Extended Mind, Extended Self

Ricky Dean is not your typical 19-year-old.  Indeed, he puts his fellow teenagers to shame when it came to being addicted to his smartphone.  While for some a smartphone seems a pleasant luxury, for Ricky it is a tool for survival.  Starved of oxygen at birth, he has virtually no memory or concept of time.  For this reason Ricky keeps extensive lists in his phone in order to complete routine tasks and remember vital facts (For the complete article on Ricky Dean, see http://www.foxnews.com/health/2013/08/06/1-year-old-man-lives-with-no-memory.)

Ricky’s condition provides compelling evidence for the theory of extended cognition.  In its simplest form, this theory argues that the mind is not contained within the skull, but instead extends into the world.
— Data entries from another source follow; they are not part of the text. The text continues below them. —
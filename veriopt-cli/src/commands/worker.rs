//! Worker command handlers
//!
//! `claim` takes one job off the queue. `simulate` runs a demo worker that
//! claims queued jobs and reports canned progress and results through the
//! same callback and finish endpoints a real optimization engine uses.

use std::time::Duration;

use anyhow::Result;
use clap::Subcommand;
use colored::*;
use serde_json::{Value, json};
use veriopt_client::OptimizerClient;
use veriopt_core::domain::job::{Job, JobId, JobState};
use veriopt_core::domain::result::{COMPLETION_ARTIFACT_KEY, METRICS_KEY};
use veriopt_core::dto::job::{FinishJob, JobUpdate};

use crate::config::Config;

const POWER_SAVINGS_PCT: f64 = 32.0;
const TIMING_IMPROVEMENT_PCT: f64 = 15.0;

/// Worker subcommands
#[derive(Subcommand)]
pub enum WorkerCommands {
    /// Claim the oldest queued job and print it
    Claim,
    /// Run a demo worker that completes queued jobs with sample results
    Simulate {
        /// Progress updates posted per job before finishing it
        #[arg(long, default_value_t = 3)]
        iterations: u32,

        /// Delay between progress updates, in milliseconds
        #[arg(long, default_value_t = 500)]
        step_ms: u64,

        /// Delay before checking an empty queue again, in milliseconds
        #[arg(long, default_value_t = 2000)]
        idle_ms: u64,

        /// Exit once the queue is empty instead of waiting for more jobs
        #[arg(long)]
        once: bool,
    },
}

/// Handle worker commands
pub async fn handle_worker_command(command: WorkerCommands, config: &Config) -> Result<()> {
    let client = config.worker_client()?;

    match command {
        WorkerCommands::Claim => claim(&client).await,
        WorkerCommands::Simulate {
            iterations,
            step_ms,
            idle_ms,
            once,
        } => {
            let pacing = Pacing {
                step: Duration::from_millis(step_ms),
                idle: Duration::from_millis(idle_ms),
            };
            tokio::select! {
                result = simulate(&client, iterations, pacing, once) => result,
                _ = super::interrupted() => {
                    println!("{}", "Worker stopped.".dimmed());
                    Ok(())
                }
            }
        }
    }
}

async fn claim(client: &OptimizerClient) -> Result<()> {
    match client.claim_next_job().await? {
        Some(job) => {
            println!("{} Claimed job {}", "✓".green(), job.job_id.to_string().cyan());
            match serde_json::to_string_pretty(&job) {
                Ok(pretty) => println!("{}", pretty),
                Err(_) => println!("{:?}", job),
            }
        }
        None => println!("{}", "No queued jobs.".yellow()),
    }

    Ok(())
}

#[derive(Debug, Clone, Copy)]
struct Pacing {
    step: Duration,
    idle: Duration,
}

async fn simulate(client: &OptimizerClient, iterations: u32, pacing: Pacing, once: bool) -> Result<()> {
    println!("{}", "Demo worker started.".bold());

    loop {
        let Some(job) = client.claim_next_job().await? else {
            if once {
                println!("{}", "Queue empty, exiting.".dimmed());
                return Ok(());
            }
            tokio::time::sleep(pacing.idle).await;
            continue;
        };

        println!("  {} Job {}", "▸".cyan(), job.job_id.to_string().bold());

        if let Err(e) = process_job(client, &job, iterations, pacing.step).await {
            tracing::error!("Job {} failed: {:#}", job.job_id, e);
            println!("    {} {}", "✗".red(), e);

            let failure = JobUpdate::for_job(job.job_id.clone())
                .with_state(JobState::Failed)
                .with_logs_tail(truncate(&e.to_string(), 300));
            if let Err(e) = client.post_update(&failure).await {
                tracing::warn!("Could not report failure for job {}: {}", job.job_id, e);
            }
        }
    }
}

async fn process_job(client: &OptimizerClient, job: &Job, iterations: u32, step: Duration) -> Result<()> {
    client.post_update(&baseline_update(job)).await?;
    println!("    baseline measured");

    for iteration in 1..=iterations {
        tokio::time::sleep(step).await;
        client
            .post_update(&iteration_update(&job.job_id, iteration))
            .await?;
        println!("    iteration {} reported", iteration);
    }

    client
        .finish_job(&FinishJob {
            job_id: job.job_id.clone(),
            status: JobState::Completed,
            result: Some(final_result(job)),
        })
        .await?;
    println!("    {} completed", "✓".green());

    Ok(())
}

fn metrics(power_savings_pct: f64, timing_improvement_pct: f64) -> Value {
    json!({
        "power_savings_pct": power_savings_pct,
        "timing_improvement_pct": timing_improvement_pct,
    })
}

/// First report: the unmodified design with zero improvement
fn baseline_update(job: &Job) -> JobUpdate {
    JobUpdate::for_job(job.job_id.clone())
        .with_state(JobState::Running)
        .with_iteration(0)
        .with_result(json!({ METRICS_KEY: metrics(0.0, 0.0) }))
        .with_metadata("optimized_verilog", Value::String(job.spec.source.clone()))
        .with_metadata(
            "insights",
            json!([{"title": "Baseline measured", "detail": "Initial synthesis, simulation and timing complete."}]),
        )
        .with_logs_tail("baseline measured")
}

fn iteration_update(job_id: &JobId, iteration: u32) -> JobUpdate {
    JobUpdate::for_job(job_id.clone())
        .with_iteration(iteration)
        .with_result(json!({ METRICS_KEY: metrics(POWER_SAVINGS_PCT, TIMING_IMPROVEMENT_PCT) }))
        .with_metadata(
            "insights",
            json!([{"title": "Candidate accepted", "detail": format!("Iteration {} improved the design", iteration)}]),
        )
        .with_logs_tail("iteration improved")
}

/// Final result: the design passed through with the sample metrics
fn final_result(job: &Job) -> Value {
    let source = format!("// optimized by the veriopt demo worker\n{}", job.spec.source);
    json!({
        COMPLETION_ARTIFACT_KEY: source,
        METRICS_KEY: metrics(POWER_SAVINGS_PCT, TIMING_IMPROVEMENT_PCT),
    })
}

fn truncate(text: &str, max_chars: usize) -> String {
    text.chars().take(max_chars).collect()
}

#[cfg(test)]
mod tests {
    use super::*;
    use veriopt_core::domain::result::{PartialResult, has_completion_artifact};
    use veriopt_core::domain::spec::OptimizationSpec;

    fn job() -> Job {
        let mut job = Job::queued(OptimizationSpec::new("module top(); endmodule"));
        job.state = JobState::Running;
        job
    }

    #[test]
    fn test_baseline_update_marks_running_without_artifact() {
        let job = job();
        let update = baseline_update(&job);

        assert_eq!(update.correlation_key(), Some(&job.job_id));
        assert_eq!(update.state, Some(JobState::Running));
        assert_eq!(update.iteration, Some(0));
        assert!(!has_completion_artifact(update.result.as_ref().unwrap()));
        assert_eq!(
            update.metadata["optimized_verilog"],
            "module top(); endmodule"
        );
    }

    #[test]
    fn test_iteration_update_reports_sample_metrics() {
        let update = iteration_update(&JobId::from("job-1"), 2);
        let partial = PartialResult::from_result(update.result.as_ref().unwrap());

        assert_eq!(update.state, None);
        assert_eq!(update.iteration, Some(2));
        assert_eq!(partial.metrics.unwrap()["power_savings_pct"], 32.0);
    }

    #[test]
    fn test_final_result_carries_completion_artifact() {
        let result = final_result(&job());

        assert!(has_completion_artifact(&result));
        assert!(
            result["optimized_source"]
                .as_str()
                .unwrap()
                .ends_with("module top(); endmodule")
        );
        assert_eq!(result["metrics"]["timing_improvement_pct"], 15.0);
    }

    #[test]
    fn test_truncate_counts_chars() {
        assert_eq!(truncate("ééé", 2), "éé");
        assert_eq!(truncate("short", 300), "short");
    }
}
//! Service Module
//!
//! Business logic layer for the backend.
//! Services sit between the HTTP handlers and the job store and hold the
//! lifecycle rules.

pub mod job;
pub mod llm;

// Re-export for convenience
pub use job as job_service;
pub use llm as llm_service;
Authors Andy Clark and David Chalmers explore the notion of extended cognition in “The Extended Mind” (Analysis, Vol 58, No. 1).  They cite concrete examples, such as “the use of pen and paper to perform long multiplication,” to illustrate their point.  Here, the brain assigns some tasks to “manipulations of external media,” while completing the rest by itself.  The brain is capable of performing these tasks, but it reduces its memory load by allowing the environment to fulfill them.

Moreover, Clark and Chalmers profile their own version of Ricky Dean.  “Otto” has Alzheimer’s and uses a notebook as his “memory.”  Otto and a normally functioning person both wish to visit a museum, with the former using his notebook for directions and the latter using her memory.  “In relevant respects,” Clark and Chalmers argue, “the cases are entirely analogous.”  The notebook simply functions as an extension of Otto’s mind.

When computers first became available, many expected that they would allow people to work less.  Instead, they simply enabled workers to do different, and in some cases even more, work.  With new technology, we are more dependent on extended cognition than any other generation in history.  In many cases, the extensions allow us to invest our mental capital in other things.  But what happens when we can’t access our technology?  We are lost.

Further, our technology has become part of our identities.  Indeed, the idea of an extended self logically follows from an extended mind.  The separation anxiety we feel when apart from our phones and laptops demonstrates the place these objects hold in our identities.  These advances have unequivocally improved not just Ricky Dean’s life, but our lives as well.  But I think it’s time that we take back our identities.